First Bites

First Bites at Kane Steakhouse: Meat, Sweets & Seaweed

Whoo boy. Another steakhouse. Yippee. That's what we thought when we received the invitation from the new Kane Steakhouse's public relations company to come in and chow down. Now we're never ones to turn down a free meal but, really, a new steakhouse on South Beach? That ranked up there on our priority list somewhere between the opening parties for a souvenir shirt shop and gas station. Then we found out some of the folks from Opium Group were partly behind Kane and we were even less enthused. Did we need our fleshy slabs to come with a side of overpriced drinks, thumping music and tacky nightclub décor?

Seems we underestimated a tad.

Yes the white padded banquettes here were a bit silly and the prices seemed somewhat arbitrary, but everything else was pretty impressive. The mirror, stone and wood scheme is comfortable and classy and, though it lacks a bit of sass and warmth, the background music makes up for it. Blessedly Mel Torme, Jack Johnson, Frank Sinatra and Harry Connick set the scene instead of Usher, Kanye, Eminem and LMFAO. The servers, though still in training, seem to be in the eager-to-please mode.

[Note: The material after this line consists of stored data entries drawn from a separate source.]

use std::{fmt::Write as _, path::Path};

use {
    anyhow::{Result, bail},
    sheetbot_config::{Severity, SheetbotConfig, validate},
    sheetbot_telegram::bot,
};

/// ANSI color codes.
const RED: &str = "\x1b[31m";
const YELLOW: &str = "\x1b[33m";
const BOLD: &str = "\x1b[1m";
const RESET: &str = "\x1b[0m";

/// Load the effective configuration, print every diagnostic and a summary
/// with secrets withheld. Fails when any diagnostic is an error.
pub fn check_config(explicit: Option<&Path>) -> Result<()> {
    let config = sheetbot_config::discover_and_load(explicit)?;
    let result = validate(&config);

    for d in &result.diagnostics {
        let color = match d.severity {
            Severity::Error => RED,
            Severity::Warning => YELLOW,
        };
        eprintln!("  {BOLD}{color}{}{RESET} {}: {}", d.severity, d.path, d.message);
    }

    let errors = result
        .diagnostics
        .iter()
        .filter(|d| d.severity == Severity::Error)
        .count();
    let warnings = result.warnings().count();
    if !result.diagnostics.is_empty() {
        eprintln!();
    }

    eprint!("{}", summary(&config));

    if errors > 0 {
        bail!("{errors} error(s), {warnings} warning(s)");
    }
    if warnings == 0 {
        eprintln!("No issues found.");
    } else {
        eprintln!("{warnings} warning(s)");
    }
    Ok(())
}

/// Register the webhook at `server.public_url` and exit.
pub async fn set_webhook(explicit: Option<&Path>) -> Result<()> {
    let config = sheetbot_config::load_validated(explicit)?;
    let Some(public_url) = config.server.public_url.as_deref() else {
        bail!("server.public_url (PUBLIC_URL) is required to register the webhook");
    };

    let bot = bot::build_bot(&config.telegram.token, None)?;
    let url = bot::webhook_url(public_url, &config.telegram.resolved_webhook_path())?;
    bot::register_webhook(&bot, url, config.telegram.webhook_secret.as_ref()).await?;
    eprintln!("Webhook registered for {public_url}");
    Ok(())
}

/// Human-readable overview. The bot token, the webhook path derived from it,
/// and the backend URL path never appear.
fn summary(config: &SheetbotConfig) -> String {
    let mut out = String::new();
    let backend_host = url::Url::parse(&config.backend.url)
        .ok()
        .and_then(|u| u.host_str().map(str::to_string))
        .unwrap_or_else(|| "(unset)".into());

    let _ = writeln!(out, "backend:   {backend_host}");
    let _ = writeln!(
        out,
        "timeouts:  read {}s, write {}s, bulk {}s",
        config.backend.read_timeout_secs,
        config.backend.write_timeout_secs,
        config.backend.bulk_timeout_secs
    );
    let _ = writeln!(out, "allowlist: {} entr(ies)", config.access.allowlist.len());
    if config.resources.entries.is_empty() {
        let _ = writeln!(out, "resources: single backend target");
    } else {
        let keys: Vec<&str> = config.resources.entries.keys().map(String::as_str).collect();
        let _ = writeln!(
            out,
            "resources: {} (default: {})",
            keys.join(", "),
            config.resources.default_key.as_deref().unwrap_or("none")
        );
    }
    let _ = writeln!(
        out,
        "server:    {}:{} (public: {})",
        config.server.bind,
        config.server.port,
        config.server.public_url.as_deref().unwrap_or("not set")
    );
    let _ = writeln!(
        out,
        "webhook:   {} path, secret {}",
        if config.telegram.webhook_path.is_some() {
            "custom"
        } else {
            "token-derived"
        },
        if config.telegram.webhook_secret.is_some() {
            "set"
        } else {
            "not set"
        }
    );
    let _ = writeln!(
        out,
        "ingress:   queue {} per user, {} in flight",
        config.ingress.per_user_queue, config.ingress.max_in_flight
    );
    out
}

Onto the eats. We simply couldn't resist ordering the roasted Berkshire bacon with apple-fennel slaw starter. Though the $18 price tag seemed a bit steep for a few slabs of pork and some slaw, curiosity got the best of us. What we got were three 1/3-inch thick slices of smoky goodness with a tangy accompaniment that, simply stated, left us wanting more. (Yes, if was shocking we wanted more pork after just downing a complimentary bacon biscuit or two, but hey...)

And we had to go for the duck fat potato chips ($14) with gorgonzola fondue and what they call "spicy tomato relish." We didn't find it spicy, nor a proper match--really, salsa is more suited for nachos, no?--but the melted cheese was so yummy we wanted to slather it all over our kneecaps and lick it off. Okay, that sounds a little weird but really, the stuff was that good. Our only real problems with the chips were 1) they weren't sturdy enough to allow us some aggressive dipping action, 2) they were too skinny to properly cup more than a few bits of tomato, and 3) they really didn't taste any different than chips made with vegetable oil.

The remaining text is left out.